寒い冬が終われば、いよいよ野外での活動が楽しい季節がやってきます。
お休みの日に、バーベキューをするのを楽しみにしている人もいるのでは?
バーベキューと言えば、欠かせないのが「炭」。
炭火で焼いたお肉や野菜は格別ですよね。
でも、今回ご紹介するのは、炭は炭でも、バーベキューで使う炭とはちょっと違います。
観賞用として、お部屋のインテリアにもぴったりな「花炭(ハナズミ)」について、森の達人・三崎孝平さんが紹介します。
木の実や花がそのままの形で炭に!
炭とは、木材などの有機化合物を酸素が少ない状態で焼いたもので、主成分は炭素です。
一般的に「炭」と言うと、木材を原料とした「木炭」のことを言いますが、このほかにも、竹が原料の「竹炭」、椰子の殻が原料の「ヤシガラ炭」など様々な種類があり、燃料や防臭剤などに使われています。
今回ご紹介する「花炭」も、炭の種類のひとつ。森で拾った木の実、葉っぱ、花、果物などを原料とし、素材そのままの形で黒い炭にしたものです。「飾り炭」とも呼ばれ、観賞用として、500年以上も前から茶道の世界などで親しまれてきた、“見て楽しむ”炭なんですよ。
「花炭」を作ってみよう
では、「花炭」の作り方をご紹介しましょう。
今回は、「ハスの果床」「メタセコイアの球果」を炭にしてみます。
1、缶の中に、炭にしたい素材を入れる
2、蓋をする
蓋には、空気が通るように、小さな穴を開けておきます。また、蓋が飛ばないよう、針金を十文字にかけます。
3、火にかける
火にかけてしばらくすると、缶に開けた小穴から白煙が上がってきます。炭化が進んでいる状態です。
白煙が収まり、煙が青白く変わってきたら炭化が終了です。
ここまでで20~30分かかります。
4、冷まして完成!
火から下ろしたら、完全に冷えるまで蓋は開けないようにしてください。冷え切る前に開けると、熱い炭と酸素が反応して燃え上がってしまいます。

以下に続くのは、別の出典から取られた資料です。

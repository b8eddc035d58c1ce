use crate::binding::SlotIndex;
use crate::registry::Host;
use std::rc::Rc;

/// Compiled template that can finish initialising properties it postponed.
pub trait CompiledTemplate {
    /// Applies the postponed properties recorded at `index` to `host` and
    /// returns the slots it wrote.
    fn materialize(&self, index: u32, host: &dyn Host) -> Vec<SlotIndex>;
}

/// Pending deferred-initialisation descriptor.
#[derive(Clone)]
pub struct Deferred {
    template: Rc<dyn CompiledTemplate>,
    index: u32,
}

impl Deferred {
    pub fn new(template: Rc<dyn CompiledTemplate>, index: u32) -> Self {
        Self { template, index }
    }

    pub fn index(&self) -> u32 {
        self.index
    }

    pub fn template(&self) -> &Rc<dyn CompiledTemplate> {
        &self.template
    }

    pub(crate) fn run(self, host: &dyn Host) -> Vec<SlotIndex> {
        self.template.materialize(self.index, host)
    }
}

impl core::fmt::Debug for Deferred {
    fn fmt(&self, f: &mut core::fmt::Formatter<'_>) -> core::fmt::Result {
        f.debug_struct("Deferred").field("index", &self.index).finish_non_exhaustive()
    }
}
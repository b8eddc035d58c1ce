use crate::binding::SlotIndex;
use crate::config::RegistryConfig;
use thiserror::Error;

/// Failure states of side-table operations.
///
/// Resolution misses are not errors; they are reported through
/// [`crate::Resolution::Unresolved`].
#[derive(Clone, Copy, Debug, Eq, PartialEq, Error)]
pub enum ExtensionError {
    #[error("host object has already been destroyed")]
    HostDestroyed,
    #[error("side table is being torn down")]
    TearingDown,
    #[error("side table was retired by its context")]
    Retired,
    #[error("property slot {slot} exceeds the supported maximum {max}")]
    SlotOutOfRange { slot: SlotIndex, max: SlotIndex },
    #[error("source location is already set")]
    LocationAlreadySet,
    #[error("a deferred descriptor is already pending")]
    DeferredPending,
    #[error("deferred properties were already materialized")]
    DeferredConsumed,
    #[error("host teardown ran twice")]
    AlreadyDestroyed,
}

impl ExtensionError {
    /// Whether this error reports misuse of the API rather than an ordinary rejection.
    pub const fn is_programming_error(self) -> bool {
        matches!(
            self,
            Self::HostDestroyed | Self::TearingDown | Self::SlotOutOfRange { .. } | Self::AlreadyDestroyed
        )
    }
}

/// Routes an error through the strictness policy: programming errors panic in
/// strict mode and are logged otherwise.
pub(crate) fn report(config: &RegistryConfig, err: ExtensionError) -> ExtensionError {
    if err.is_programming_error() {
        if config.strict {
            panic!("{err}");
        }
        tracing::error!(error = %err, "side table misuse");
    }
    err
}

#[cfg(all(test, not(miri)))]
mod tests {
    use super::*;

    #[test]
    fn ordinary_rejections_pass_through_strict_mode() {
        let config = RegistryConfig::default().with_strict(true);
        assert_eq!(report(&config, ExtensionError::Retired), ExtensionError::Retired);
        assert_eq!(
            report(&config, ExtensionError::LocationAlreadySet),
            ExtensionError::LocationAlreadySet
        );
    }

    #[test]
    #[should_panic(expected = "host teardown ran twice")]
    fn programming_errors_panic_in_strict_mode() {
        let config = RegistryConfig::default().with_strict(true);
        report(&config, ExtensionError::AlreadyDestroyed);
    }

    #[test]
    fn programming_errors_are_returned_when_lenient() {
        let config = RegistryConfig::default().with_strict(false);
        let err = report(&config, ExtensionError::SlotOutOfRange { slot: 9, max: 4 });
        assert_eq!(err, ExtensionError::SlotOutOfRange { slot: 9, max: 4 });
        assert_eq!(err.to_string(), "property slot 9 exceeds the supported maximum 4");
    }
}
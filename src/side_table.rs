//! The per-host extension record.
//!
//! Invariants:
//! - A side table is allocated on first extension need and freed only by its
//!   host's teardown; context teardown retires it but never frees it.
//! - `context` is `Some` iff `context_link` is linked into that context.
//! - Teardown runs to completion before the storage is released: guards are
//!   nulled, bindings detached, the context link removed and companions
//!   released, in that order.
//! - Only `Live` tables accept new guards, bindings, companions or deferred
//!   descriptors.
//! - A table accepts at most one deferred descriptor in its lifetime, so its
//!   template runs at most once.
//! - While any `Context::for_each` is running, freed tables are parked in the
//!   thread's enumeration state and released when the outermost walk ends.

use crate::binding::{Binding, BindingList, DetachReason, SlotIndex};
use crate::companion::Companion;
use crate::config::RegistryConfig;
use crate::context::{ContextId, ContextRef};
use crate::deferred::Deferred;
use crate::error::{ExtensionError, report};
use crate::guard::{GuardList, GuardNode};
use crate::list::LinkedListLink;
use crate::type_info::TypeIndex;
use core::cell::{Cell, OnceCell, RefCell};
use core::fmt;
use core::mem;
use core::ptr::NonNull;
use rustc_hash::FxHashMap;
use std::rc::Rc;

#[derive(Copy, Clone, Debug, Eq, PartialEq)]
pub enum TableState {
    Live,
    TearingDown,
    /// The owning context was destroyed; the host still owns the table.
    Retired,
}

/// Diagnostic position of the declaration that created the host.
#[derive(Copy, Clone, Debug, Default, Eq, PartialEq, Hash)]
pub struct SourceLocation {
    pub line: u32,
    pub column: u32,
}

impl SourceLocation {
    pub const fn new(line: u32, column: u32) -> Self {
        Self { line, column }
    }
}

impl fmt::Display for SourceLocation {
    fn fmt(&self, f: &mut fmt::Formatter<'_>) -> fmt::Result {
        write!(f, "{}:{}", self.line, self.column)
    }
}

#[derive(Default)]
enum DeferredSlot {
    #[default]
    Empty,
    Pending(Deferred),
    Consumed,
}

struct EnumerationState {
    depth: usize,
    parked: Vec<NonNull<SideTable>>,
}

thread_local! {
    static ENUMERATION: RefCell<EnumerationState> = const {
        RefCell::new(EnumerationState {
            depth: 0,
            parked: Vec::new(),
        })
    };
}

/// Marks a running context enumeration. Tables destroyed meanwhile keep their
/// storage until the last marker is dropped.
pub(crate) struct Enumeration(());

impl Enumeration {
    pub(crate) fn enter() -> Self {
        ENUMERATION.with_borrow_mut(|state| state.depth += 1);
        Self(())
    }
}

impl Drop for Enumeration {
    fn drop(&mut self) {
        let parked = ENUMERATION.with_borrow_mut(|state| {
            state.depth -= 1;
            if state.depth == 0 {
                mem::take(&mut state.parked)
            } else {
                Vec::new()
            }
        });
        for table in parked {
            // SAFETY: parked tables finished teardown in `SideTable::destroy`
            // and nothing else refers to them.
            drop(unsafe { Box::from_raw(table.as_ptr()) });
        }
    }
}

pub struct SideTable {
    pub(crate) context_link: LinkedListLink,
    context: RefCell<Option<ContextRef>>,
    config: RegistryConfig,
    state: Cell<TableState>,
    bindings: RefCell<BindingList>,
    guards: RefCell<GuardList>,
    deferred: RefCell<DeferredSlot>,
    companions: RefCell<FxHashMap<TypeIndex, Rc<dyn Companion>>>,
    location: OnceCell<SourceLocation>,
}

impl SideTable {
    fn new(config: RegistryConfig) -> Self {
        Self {
            context_link: LinkedListLink::new(),
            context: RefCell::new(None),
            config,
            state: Cell::new(TableState::Live),
            bindings: RefCell::new(BindingList::new()),
            guards: RefCell::new(GuardList::new()),
            deferred: RefCell::new(DeferredSlot::Empty),
            companions: RefCell::new(FxHashMap::default()),
            location: OnceCell::new(),
        }
    }

    /// Allocates a table and prepends it to `context`'s object list. A
    /// destroyed context is not linked into.
    pub(crate) fn allocate(config: RegistryConfig, context: Option<ContextRef>) -> NonNull<SideTable> {
        let table = NonNull::from(Box::leak(Box::new(Self::new(config))));
        // SAFETY: freshly leaked, so valid and uniquely referenced here.
        let this = unsafe { table.as_ref() };
        match context {
            Some(context) if !context.is_destroyed() => {
                // SAFETY: the table is boxed and unlinks itself in `destroy`
                // or is popped by the context before it is freed.
                unsafe { context.link(this) };
                *this.context.borrow_mut() = Some(context);
            }
            Some(context) => {
                tracing::debug!(context = %context.id(), "declared context already destroyed; side table left unlinked");
            }
            None => {}
        }
        tracing::trace!(table = ?table, "side table created");
        table
    }

    /// Runs host teardown and frees the table.
    ///
    /// # Safety
    /// `table` must come from [`SideTable::allocate`], must not be destroyed
    /// twice, and no reference to it may be used afterwards.
    pub(crate) unsafe fn destroy(table: NonNull<SideTable>) {
        {
            // SAFETY: caller guarantees the table is still allocated.
            let this = unsafe { table.as_ref() };
            this.state.set(TableState::TearingDown);
            let guards = this.null_guards();
            let bindings = this.detach_bindings(DetachReason::TargetDestroyed);
            let context = this.context.borrow_mut().take();
            if let Some(context) = context {
                // SAFETY: `context` is set only while the table is linked there.
                unsafe { context.unlink(this) };
            }
            let companions = this.release_companions();
            this.drop_deferred();
            tracing::debug!(guards, bindings, companions, "side table destroyed");
        }
        let parked = ENUMERATION.with_borrow_mut(|state| {
            if state.depth > 0 {
                state.parked.push(table);
                true
            } else {
                false
            }
        });
        if !parked {
            // SAFETY: allocated by `allocate` via `Box::leak`; teardown has
            // removed every external link to it.
            drop(unsafe { Box::from_raw(table.as_ptr()) });
        }
    }

    /// Context teardown: the context has already unlinked this table.
    pub(crate) fn retire(&self) {
        self.context.borrow_mut().take();
        if self.state.get() != TableState::Live {
            return;
        }
        self.state.set(TableState::TearingDown);
        self.null_guards();
        self.detach_bindings(DetachReason::ContextDestroyed);
        self.release_companions();
        self.drop_deferred();
        self.state.set(TableState::Retired);
    }

    fn null_guards(&self) -> usize {
        let mut count = 0;
        while self.guards.borrow_mut().invalidate_front() {
            count += 1;
        }
        count
    }

    fn detach_bindings(&self, reason: DetachReason) -> usize {
        let mut count = 0;
        loop {
            let popped = self.bindings.borrow_mut().pop();
            let Some((_, mut binding)) = popped else {
                break;
            };
            binding.detached(reason);
            count += 1;
        }
        count
    }

    fn drop_deferred(&self) {
        let mut slot = self.deferred.borrow_mut();
        if matches!(*slot, DeferredSlot::Pending(_)) {
            *slot = DeferredSlot::Empty;
        }
    }

    fn release_companions(&self) -> usize {
        let companions = mem::take(&mut *self.companions.borrow_mut());
        let count = companions.len();
        for companion in companions.into_values() {
            companion.owner_destroyed();
        }
        count
    }

    pub(crate) fn ensure_live(&self) -> Result<(), ExtensionError> {
        match self.state.get() {
            TableState::Live => Ok(()),
            TableState::TearingDown => Err(report(&self.config, ExtensionError::TearingDown)),
            TableState::Retired => Err(ExtensionError::Retired),
        }
    }

    pub fn state(&self) -> TableState {
        self.state.get()
    }

    pub fn is_live(&self) -> bool {
        self.state.get() == TableState::Live
    }

    pub fn config(&self) -> &RegistryConfig {
        &self.config
    }

    pub fn owning_context(&self) -> Option<ContextId> {
        self.context.borrow().as_ref().map(ContextRef::id)
    }

    /// Binds `slot`, superseding any binding already there.
    ///
    /// A superseded binding is signalled with [`DetachReason::Superseded`] and
    /// handed back to the caller.
    pub fn attach_binding(
        &self,
        slot: SlotIndex,
        binding: Box<dyn Binding>,
    ) -> Result<Option<Box<dyn Binding>>, ExtensionError> {
        self.ensure_live()?;
        if slot > self.config.max_slot_index {
            return Err(report(
                &self.config,
                ExtensionError::SlotOutOfRange {
                    slot,
                    max: self.config.max_slot_index,
                },
            ));
        }
        let previous = self.bindings.borrow_mut().insert(slot, binding);
        tracing::trace!(slot, superseded = previous.is_some(), "binding attached");
        Ok(previous.map(|mut previous| {
            previous.detached(DetachReason::Superseded);
            previous
        }))
    }

    /// Unbinds `slot` and returns its binding, or `None` if nothing was bound.
    pub fn detach_binding(&self, slot: SlotIndex) -> Option<Box<dyn Binding>> {
        self.bindings.borrow_mut().remove(slot)
    }

    #[inline]
    pub fn has_binding(&self, slot: SlotIndex) -> bool {
        self.bindings.borrow().has(slot)
    }

    pub fn binding_count(&self) -> usize {
        self.bindings.borrow().len()
    }

    /// Slots with a live binding, newest first.
    pub fn bound_slots(&self) -> Vec<SlotIndex> {
        self.bindings.borrow().slots().collect()
    }

    /// Runs `f` against the binding in `slot`. `f` must not re-enter this
    /// table's binding operations.
    pub fn with_binding<R>(&self, slot: SlotIndex, f: impl FnOnce(&dyn Binding) -> R) -> Option<R> {
        let bindings = self.bindings.borrow();
        bindings.get(slot).map(f)
    }

    pub fn guard_count(&self) -> usize {
        self.guards.borrow().len()
    }

    pub(crate) fn link_guard(&self, node: &GuardNode, target: NonNull<()>) -> Result<(), ExtensionError> {
        self.ensure_live()?;
        // SAFETY: guard nodes are boxed and unlink themselves on drop; the
        // table nulls and unlinks them before it is freed.
        unsafe {
            self.guards
                .borrow_mut()
                .push(node, target, NonNull::from(self));
        }
        Ok(())
    }

    pub(crate) fn unlink_guard(&self, node: &GuardNode) {
        // SAFETY: callers only pass nodes whose table pointer is `self`.
        unsafe { self.guards.borrow_mut().remove(node) };
    }

    pub fn companion(&self, type_index: TypeIndex) -> Option<Rc<dyn Companion>> {
        self.companions.borrow().get(&type_index).cloned()
    }

    pub fn companion_count(&self) -> usize {
        self.companions.borrow().len()
    }

    /// Caches `companion` for `type_index`. If one is already cached it wins
    /// and is returned instead.
    pub(crate) fn insert_companion(
        &self,
        type_index: TypeIndex,
        companion: Rc<dyn Companion>,
    ) -> Result<Rc<dyn Companion>, ExtensionError> {
        self.ensure_live()?;
        let mut companions = self.companions.borrow_mut();
        Ok(Rc::clone(companions.entry(type_index).or_insert(companion)))
    }

    /// Records the deferred descriptor. Only one is ever accepted: a second
    /// one is rejected while the first is pending and after it has run.
    pub fn set_deferred(&self, deferred: Deferred) -> Result<(), ExtensionError> {
        self.ensure_live()?;
        let mut slot = self.deferred.borrow_mut();
        match &*slot {
            DeferredSlot::Empty => {}
            DeferredSlot::Pending(_) => return Err(ExtensionError::DeferredPending),
            DeferredSlot::Consumed => return Err(ExtensionError::DeferredConsumed),
        }
        *slot = DeferredSlot::Pending(deferred);
        Ok(())
    }

    pub fn has_deferred(&self) -> bool {
        matches!(*self.deferred.borrow(), DeferredSlot::Pending(_))
    }

    pub(crate) fn take_deferred(&self) -> Option<Deferred> {
        let mut slot = self.deferred.borrow_mut();
        match mem::replace(&mut *slot, DeferredSlot::Consumed) {
            DeferredSlot::Pending(deferred) => Some(deferred),
            previous => {
                *slot = previous;
                None
            }
        }
    }

    pub fn source_location(&self) -> Option<SourceLocation> {
        self.location.get().copied()
    }

    pub fn set_source_location(&self, location: SourceLocation) -> Result<(), ExtensionError> {
        self.location
            .set(location)
            .map_err(|_| ExtensionError::LocationAlreadySet)
    }
}

impl fmt::Debug for SideTable {
    fn fmt(&self, f: &mut fmt::Formatter<'_>) -> fmt::Result {
        f.debug_struct("SideTable")
            .field("state", &self.state.get())
            .field("context", &self.owning_context())
            .field("bindings", &self.binding_count())
            .field("guards", &self.guard_count())
            .field("companions", &self.companion_count())
            .field("deferred", &self.has_deferred())
            .field("location", &self.location.get())
            .finish()
    }
}
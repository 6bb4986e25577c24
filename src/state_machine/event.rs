//! Events that drive a turn

use crate::error::ChatError;
use crate::extract::Action;

/// Events that trigger state transitions
#[derive(Debug, Clone)]
pub enum Event {
    // User events
    UserMessage { text: String },

    // Model events
    ModelResponse { text: String },
    ModelFailed { error: ChatError },

    // Extraction and emission
    ActionsExtracted { actions: Vec<Action> },
    ActionEmitted,
}
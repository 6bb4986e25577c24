//! Model registry for managing available LLM models

use super::{all_models, LlmService, LoggingService, ModelDef};
use std::collections::HashMap;
use std::sync::Arc;

/// Model used when `DEFAULT_MODEL` is unset
pub const FALLBACK_MODEL: &str = "claude-3.5-sonnet";

/// Configuration for LLM providers
#[derive(Debug, Clone, Default)]
pub struct LlmConfig {
    pub anthropic_api_key: Option<String>,
    /// Gateway base URL; models become available with an implicit key
    pub gateway: Option<String>,
    /// Default model ID
    pub default_model: Option<String>,
}

impl LlmConfig {
    pub fn from_env() -> Self {
        Self {
            anthropic_api_key: std::env::var("ANTHROPIC_API_KEY").ok(),
            gateway: std::env::var("LLM_GATEWAY").ok(),
            default_model: std::env::var("DEFAULT_MODEL").ok(),
        }
    }
}

/// Registry of available LLM models
pub struct ModelRegistry {
    services: HashMap<String, Arc<dyn LlmService>>,
    default_model: String,
}

impl ModelRegistry {
    pub fn new(config: &LlmConfig) -> Self {
        let mut services: HashMap<String, Arc<dyn LlmService>> = HashMap::new();

        for model_def in all_models() {
            if let Some(service) = Self::try_create_model(model_def, config) {
                services.insert(model_def.id.to_string(), service);
            }
        }

        let default_model = config
            .default_model
            .clone()
            .unwrap_or_else(|| FALLBACK_MODEL.to_string());

        Self {
            services,
            default_model,
        }
    }

    /// Try to create a model service, validating prerequisites
    fn try_create_model(model_def: &ModelDef, config: &LlmConfig) -> Option<Arc<dyn LlmService>> {
        // In gateway mode the gateway handles authentication
        let api_key = if config.gateway.is_some() {
            "implicit".to_string()
        } else {
            config.anthropic_api_key.clone()?
        };

        if config.gateway.is_none() && api_key.is_empty() {
            return None;
        }

        match (model_def.factory)(&api_key, config.gateway.as_deref()) {
            Ok(service) => Some(Arc::new(LoggingService::new(service))),
            Err(e) => {
                tracing::warn!(model = model_def.id, error = %e, "Model unavailable");
                None
            }
        }
    }

    /// Get a model by ID
    pub fn get(&self, model_id: &str) -> Option<Arc<dyn LlmService>> {
        self.services.get(model_id).cloned()
    }

    /// Get the default model
    pub fn default(&self) -> Option<Arc<dyn LlmService>> {
        self.get(&self.default_model)
    }

    pub fn default_model_id(&self) -> &str {
        &self.default_model
    }

    /// List all available model IDs
    pub fn available_models(&self) -> Vec<String> {
        let mut models: Vec<_> = self.services.keys().cloned().collect();
        models.sort();
        models
    }

    pub fn has_models(&self) -> bool {
        !self.services.is_empty()
    }
}
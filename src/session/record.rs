//! Durable chat records
//!
//! One JSON file per chat at `<base>/<wallet>/<chat_id>.json`. Writes go to a
//! temp file that is renamed over the target so a crash never leaves a
//! half-written record.

use super::{ChatMessage, ChatSession};
use crate::llm::LlmMessage;
use crate::store::{FileVersion, VersionedFileStore};
use chrono::{DateTime, NaiveDateTime, Utc};
use serde::{Deserialize, Deserializer, Serialize};
use std::collections::BTreeMap;
use std::fs::{self, File};
use std::io::{BufReader, BufWriter};
use std::path::{Path, PathBuf};
use thiserror::Error;

/// Folder prefix for `virtualFiles` keys
const FILES_FOLDER: &str = "contracts";

/// Durable storage error
#[derive(Debug, Error)]
pub enum PersistError {
    #[error("IO error: {0}")]
    Io(#[from] std::io::Error),
    #[error("Serialization error: {0}")]
    Json(#[from] serde_json::Error),
}

#[derive(Debug, Clone, Copy, PartialEq, Eq, Serialize, Deserialize, Default)]
#[serde(rename_all = "lowercase")]
pub enum RecordType {
    #[default]
    Chat,
}

/// Accepts RFC 3339 and offset-less ISO 8601 timestamps (read as UTC)
fn deserialize_datetime<'de, D: Deserializer<'de>>(deserializer: D) -> Result<DateTime<Utc>, D::Error> {
    let raw = String::deserialize(deserializer)?;
    if let Ok(parsed) = DateTime::parse_from_rfc3339(&raw) {
        return Ok(parsed.with_timezone(&Utc));
    }
    NaiveDateTime::parse_from_str(&raw, "%Y-%m-%dT%H:%M:%S%.f")
        .map(|naive| naive.and_utc())
        .map_err(serde::de::Error::custom)
}

/// Serialized form of a [`ChatSession`]
#[derive(Debug, Clone, PartialEq, Serialize, Deserialize)]
pub struct ChatRecord {
    pub id: String,
    pub name: String,
    pub wallet_address: String,
    #[serde(deserialize_with = "deserialize_datetime")]
    pub created_at: DateTime<Utc>,
    #[serde(deserialize_with = "deserialize_datetime")]
    pub last_accessed: DateTime<Utc>,
    #[serde(default)]
    pub messages: Vec<ChatMessage>,
    #[serde(rename = "type", default)]
    pub record_type: RecordType,
    /// Active file versions keyed `"<folder>/<logical name>"`
    #[serde(rename = "virtualFiles", default)]
    pub virtual_files: BTreeMap<String, FileVersion>,
    /// Prior versions, oldest first, keyed like `virtual_files`
    #[serde(rename = "fileHistory", default)]
    pub file_history: BTreeMap<String, Vec<FileVersion>>,
    /// Raw conversation sent to the model
    #[serde(default)]
    pub history: Vec<LlmMessage>,
}

impl ChatSession {
    pub fn to_record(&self) -> ChatRecord {
        let mut virtual_files = BTreeMap::new();
        let mut file_history = BTreeMap::new();
        for (name, entry) in self.store.iter() {
            let key = format!("{FILES_FOLDER}/{name}");
            if !entry.history.is_empty() {
                file_history.insert(key.clone(), entry.history.clone());
            }
            virtual_files.insert(key, entry.active.clone());
        }

        ChatRecord {
            id: self.id.clone(),
            name: self.name.clone(),
            wallet_address: self.wallet_address.clone(),
            created_at: self.created_at,
            last_accessed: self.last_accessed,
            messages: self.messages.clone(),
            record_type: RecordType::Chat,
            virtual_files,
            file_history,
            history: self.history.clone(),
        }
    }

    pub fn from_record(record: ChatRecord) -> Self {
        Self {
            id: record.id,
            name: record.name,
            wallet_address: record.wallet_address,
            created_at: record.created_at,
            last_accessed: record.last_accessed,
            messages: record.messages,
            store: VersionedFileStore::from_parts(record.virtual_files, record.file_history),
            history: record.history,
        }
    }
}

/// File-per-chat storage rooted at one directory
#[derive(Debug, Clone)]
pub struct ChatStorage {
    base: PathBuf,
}

impl ChatStorage {
    pub fn new(base: impl Into<PathBuf>) -> Self {
        Self { base: base.into() }
    }

    pub fn base(&self) -> &Path {
        &self.base
    }

    fn chat_path(&self, wallet: &str, chat_id: &str) -> PathBuf {
        self.base.join(wallet).join(format!("{chat_id}.json"))
    }

    pub fn save(&self, record: &ChatRecord) -> Result<(), PersistError> {
        let path = self.chat_path(&record.wallet_address, &record.id);
        if let Some(dir) = path.parent() {
            fs::create_dir_all(dir)?;
        }
        let temp_path = path.with_extension("json.tmp");

        {
            let file = File::create(&temp_path)?;
            let writer = BufWriter::new(file);
            serde_json::to_writer_pretty(writer, record)?;
        }

        fs::rename(&temp_path, &path)?;
        Ok(())
    }

    /// Remove a chat file; a file that is already gone is not an error
    pub fn remove(&self, wallet: &str, chat_id: &str) -> Result<(), PersistError> {
        match fs::remove_file(self.chat_path(wallet, chat_id)) {
            Ok(()) => Ok(()),
            Err(e) if e.kind() == std::io::ErrorKind::NotFound => Ok(()),
            Err(e) => Err(e.into()),
        }
    }

    fn load_file(path: &Path) -> Result<ChatRecord, PersistError> {
        let reader = BufReader::new(File::open(path)?);
        Ok(serde_json::from_reader(reader)?)
    }

    /// Load every readable chat under the base directory.
    ///
    /// Unreadable or corrupt files are logged and skipped. Only a failure to
    /// list the base directory itself is an error.
    pub fn load_all(&self) -> Result<Vec<ChatRecord>, PersistError> {
        fs::create_dir_all(&self.base)?;
        let mut records = Vec::new();

        for wallet_entry in fs::read_dir(&self.base)? {
            let wallet_dir = match wallet_entry {
                Ok(entry) => entry.path(),
                Err(e) => {
                    tracing::warn!(error = %e, "Skipping unreadable wallet entry");
                    continue;
                }
            };
            if !wallet_dir.is_dir() {
                continue;
            }
            let Some(wallet) = wallet_dir.file_name().and_then(|s| s.to_str()).map(str::to_string) else {
                continue;
            };

            let chat_entries = match fs::read_dir(&wallet_dir) {
                Ok(entries) => entries,
                Err(e) => {
                    tracing::warn!(wallet = %wallet, error = %e, "Skipping unreadable wallet directory");
                    continue;
                }
            };

            for chat_entry in chat_entries.flatten() {
                let path = chat_entry.path();
                if path.extension().and_then(|s| s.to_str()) != Some("json") {
                    continue;
                }
                match Self::load_file(&path) {
                    Ok(mut record) => {
                        // The directory is authoritative for ownership
                        record.wallet_address.clone_from(&wallet);
                        records.push(record);
                    }
                    Err(e) => {
                        tracing::warn!(path = %path.display(), error = %e, "Skipping corrupt chat file");
                    }
                }
            }
        }

        Ok(records)
    }
}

少なくとも1時間以上冷まし、缶が冷えたら、そっと蓋を開けてください。
植物以外も炭になる!?
炭にできるのは、植物だけではありません。
たとえば、「折り鶴」。少し厚めの紙で鶴を折って、炭にしてみました。
それから、こんなものも……!
「セミの抜け殻」です。取り出すときに壊れてしまいましたが、丁寧に扱うと形を残すことができます。
森の恵みがそのままの形で炭になる「花炭」。
やけどには十分注意しながら、好きな素材で楽しんでみてくださいね。
<「森の達人」こと、三崎孝平さんプロフィール>
環境保全に貢献するという目的で設立されたエコシステムアカデミーのシニアインストラクターや全国森林インストラクター会会員として活躍中。日本各地の学校や森を飛びまわり、森の大切さや、FSC森林認証について伝えています。このコーナーでは、森や自然がますます身近になる楽しい情報を「樹木講座」としてお届けしています。